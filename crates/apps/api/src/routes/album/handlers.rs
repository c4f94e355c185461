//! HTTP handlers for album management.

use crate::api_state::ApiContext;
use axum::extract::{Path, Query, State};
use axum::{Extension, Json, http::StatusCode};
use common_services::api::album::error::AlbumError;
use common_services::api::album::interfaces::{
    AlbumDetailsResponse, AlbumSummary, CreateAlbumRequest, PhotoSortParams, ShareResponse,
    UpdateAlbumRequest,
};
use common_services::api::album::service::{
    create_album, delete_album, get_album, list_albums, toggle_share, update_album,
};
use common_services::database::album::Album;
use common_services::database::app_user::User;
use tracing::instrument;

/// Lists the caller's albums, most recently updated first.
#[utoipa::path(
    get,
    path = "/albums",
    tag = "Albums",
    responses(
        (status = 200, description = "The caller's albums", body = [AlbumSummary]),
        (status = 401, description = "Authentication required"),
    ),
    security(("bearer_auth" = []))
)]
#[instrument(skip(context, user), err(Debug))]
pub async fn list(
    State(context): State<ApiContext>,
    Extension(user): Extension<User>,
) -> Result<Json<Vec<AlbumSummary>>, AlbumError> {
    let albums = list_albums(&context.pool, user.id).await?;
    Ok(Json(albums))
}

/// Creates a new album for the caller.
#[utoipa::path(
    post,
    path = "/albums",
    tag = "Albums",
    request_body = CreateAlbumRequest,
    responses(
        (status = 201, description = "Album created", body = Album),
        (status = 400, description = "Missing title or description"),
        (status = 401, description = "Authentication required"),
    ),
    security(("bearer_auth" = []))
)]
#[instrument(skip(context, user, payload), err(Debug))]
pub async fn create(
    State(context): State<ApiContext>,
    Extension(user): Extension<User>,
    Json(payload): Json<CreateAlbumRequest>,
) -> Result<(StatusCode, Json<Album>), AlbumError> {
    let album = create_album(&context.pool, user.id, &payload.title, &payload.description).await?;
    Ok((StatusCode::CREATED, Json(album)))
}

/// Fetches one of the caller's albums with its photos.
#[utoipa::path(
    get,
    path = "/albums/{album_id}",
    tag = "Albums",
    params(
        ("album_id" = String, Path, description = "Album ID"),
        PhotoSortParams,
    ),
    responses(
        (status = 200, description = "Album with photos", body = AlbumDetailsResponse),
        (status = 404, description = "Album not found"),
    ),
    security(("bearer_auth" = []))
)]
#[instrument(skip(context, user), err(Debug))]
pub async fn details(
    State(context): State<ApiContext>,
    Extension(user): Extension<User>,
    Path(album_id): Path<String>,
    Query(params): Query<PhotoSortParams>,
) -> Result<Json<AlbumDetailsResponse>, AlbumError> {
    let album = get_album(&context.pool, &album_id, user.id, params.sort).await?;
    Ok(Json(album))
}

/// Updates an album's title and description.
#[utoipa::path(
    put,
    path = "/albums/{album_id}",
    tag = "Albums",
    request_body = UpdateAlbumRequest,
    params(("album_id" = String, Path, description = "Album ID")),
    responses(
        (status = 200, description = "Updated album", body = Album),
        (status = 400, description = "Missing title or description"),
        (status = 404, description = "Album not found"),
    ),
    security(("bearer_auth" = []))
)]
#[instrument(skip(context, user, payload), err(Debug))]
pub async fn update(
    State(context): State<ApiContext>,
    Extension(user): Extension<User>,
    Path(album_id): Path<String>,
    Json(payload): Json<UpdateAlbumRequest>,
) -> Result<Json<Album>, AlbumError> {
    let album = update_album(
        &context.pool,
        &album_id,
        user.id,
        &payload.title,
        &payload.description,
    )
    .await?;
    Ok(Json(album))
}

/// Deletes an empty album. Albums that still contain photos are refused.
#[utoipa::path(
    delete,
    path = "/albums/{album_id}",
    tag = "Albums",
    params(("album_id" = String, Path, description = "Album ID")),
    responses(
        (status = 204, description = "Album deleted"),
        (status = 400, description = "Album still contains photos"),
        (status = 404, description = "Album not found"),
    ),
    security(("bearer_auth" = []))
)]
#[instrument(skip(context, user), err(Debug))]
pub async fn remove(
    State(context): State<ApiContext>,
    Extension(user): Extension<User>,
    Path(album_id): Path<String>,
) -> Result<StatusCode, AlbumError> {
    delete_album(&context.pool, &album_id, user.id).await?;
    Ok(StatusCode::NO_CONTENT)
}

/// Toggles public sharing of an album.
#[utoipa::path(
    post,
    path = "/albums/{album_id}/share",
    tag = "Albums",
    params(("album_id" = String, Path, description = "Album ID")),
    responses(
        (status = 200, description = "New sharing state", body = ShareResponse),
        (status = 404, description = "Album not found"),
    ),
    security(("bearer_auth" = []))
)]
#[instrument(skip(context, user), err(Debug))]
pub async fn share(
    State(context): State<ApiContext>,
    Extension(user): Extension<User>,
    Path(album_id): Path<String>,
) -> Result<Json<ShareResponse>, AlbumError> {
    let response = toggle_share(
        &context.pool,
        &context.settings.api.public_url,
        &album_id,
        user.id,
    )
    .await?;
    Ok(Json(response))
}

=== Try it ===
Write all the records out again. Nothing may differ from the original.

=== Written answer ===
filename crates/apps/api/src/routes/album/handlers.rs
repository c4f94e355c185461
//! HTTP handlers for album management.

use crate::api_state::ApiContext;
use axum::extract::{Path, Query, State};
use axum::{Extension, Json, http::StatusCode};
use common_services::api::album::error::AlbumError;
use common_services::api::album::interfaces::{
    AlbumDetailsResponse, AlbumSummary, CreateAlbumRequest, PhotoSortParams, ShareResponse,
    UpdateAlbumRequest,
};
use common_services::api::album::service::{
    create_album, delete_album, get_album, list_albums, toggle_share, update_album,
};
use common_services::database::album::Album;
use common_services::database::app_user::User;
use tracing::instrument;

/// Lists the caller's albums, most recently updated first.
#[utoipa::path(
    get,
    path = "/albums",
    tag = "Albums",
    responses(
        (status = 200, description = "The caller's albums", body = [AlbumSummary]),
        (status = 401, description = "Authentication required"),
    ),
    security(("bearer_auth" = []))
)]
#[instrument(skip(context, user), err(Debug))]
pub async fn list(
    State(context): State<ApiContext>,
    Extension(user): Extension<User>,
) -> Result<Json<Vec<AlbumSummary>>, AlbumError> {
    let albums = list_albums(&context.pool, user.id).await?;
    Ok(Json(albums))
}

/// Creates a new album for the caller.
#[utoipa::path(
    post,
    path = "/albums",
    tag = "Albums",
    request_body = CreateAlbumRequest,
    responses(
        (status = 201, description = "Album created", body = Album),
        (status = 400, description = "Missing title or description"),
        (status = 401, description = "Authentication required"),
    ),
    security(("bearer_auth" = []))
)]
#[instrument(skip(context, user, payload), err(Debug))]
pub async fn create(
    State(context): State<ApiContext>,
    Extension(user): Extension<User>,
    Json(payload): Json<CreateAlbumRequest>,
) -> Result<(StatusCode, Json<Album>), AlbumError> {
    let album = create_album(&context.pool, user.id, &payload.title, &payload.description).await?;
    Ok((StatusCode::CREATED, Json(album)))
}

/// Fetches one of the caller's albums with its photos.
#[utoipa::path(
    get,
    path = "/albums/{album_id}",
    tag = "Albums",
    params(
        ("album_id" = String, Path, description = "Album ID"),
        PhotoSortParams,
    ),
    responses(
        (status = 200, description = "Album with photos", body = AlbumDetailsResponse),
        (status = 404, description = "Album not found"),
    ),
    security(("bearer_auth" = []))
)]
#[instrument(skip(context, user), err(Debug))]
pub async fn details(
    State(context): State<ApiContext>,
    Extension(user): Extension<User>,
    Path(album_id): Path<String>,
    Query(params): Query<PhotoSortParams>,
) -> Result<Json<AlbumDetailsResponse>, AlbumError> {
    let album = get_album(&context.pool, &album_id, user.id, params.sort).await?;
    Ok(Json(album))
}

/// Updates an album's title and description.
#[utoipa::path(
    put,
    path = "/albums/{album_id}",
    tag = "Albums",
    request_body = UpdateAlbumRequest,
    params(("album_id" = String, Path, description = "Album ID")),
    responses(
        (status = 200, description = "Updated album", body = Album),
        (status = 400, description = "Missing title or description"),
        (status = 404, description = "Album not found"),
    ),
    security(("bearer_auth" = []))
)]
#[instrument(skip(context, user, payload), err(Debug))]
pub async fn update(
    State(context): State<ApiContext>,
    Extension(user): Extension<User>,
    Path(album_id): Path<String>,
    Json(payload): Json<UpdateAlbumRequest>,
) -> Result<Json<Album>, AlbumError> {
    let album = update_album(
        &context.pool,
        &album_id,
        user.id,
        &payload.title,
        &payload.description,
    )
    .await?;
    Ok(Json(album))
}

/// Deletes an empty album. Albums that still contain photos are refused.
#[utoipa::path(
    delete,
    path = "/albums/{album_id}",
    tag = "Albums",
    params(("album_id" = String, Path, description = "Album ID")),
    responses(
        (status = 204, description = "Album deleted"),
        (status = 400, description = "Album still contains photos"),
        (status = 404, description = "Album not found"),
    ),
    security(("bearer_auth" = []))
)]
#[instrument(skip(context, user), err(Debug))]
pub async fn remove(
    State(context): State<ApiContext>,
    Extension(user): Extension<User>,
    Path(album_id): Path<String>,
) -> Result<StatusCode, AlbumError> {
    delete_album(&context.pool, &album_id, user.id).await?;
    Ok(StatusCode::NO_CONTENT)
}

/// Toggles public sharing of an album.
#[utoipa::path(
    post,
    path = "/albums/{album_id}/share",
    tag = "Albums",
    params(("album_id" = String, Path, description = "Album ID")),
    responses(
        (status = 200, description = "New sharing state", body = ShareResponse),
        (status = 404, description = "Album not found"),
    ),
    security(("bearer_auth" = []))
)]
#[instrument(skip(context, user), err(Debug))]
pub async fn share(
    State(context): State<ApiContext>,
    Extension(user): Extension<User>,
    Path(album_id): Path<String>,
) -> Result<Json<ShareResponse>, AlbumError> {
    let response = toggle_share(
        &context.pool,
        &context.settings.api.public_url,
        &album_id,
        user.id,
    )
    .await?;
    Ok(Json(response))
}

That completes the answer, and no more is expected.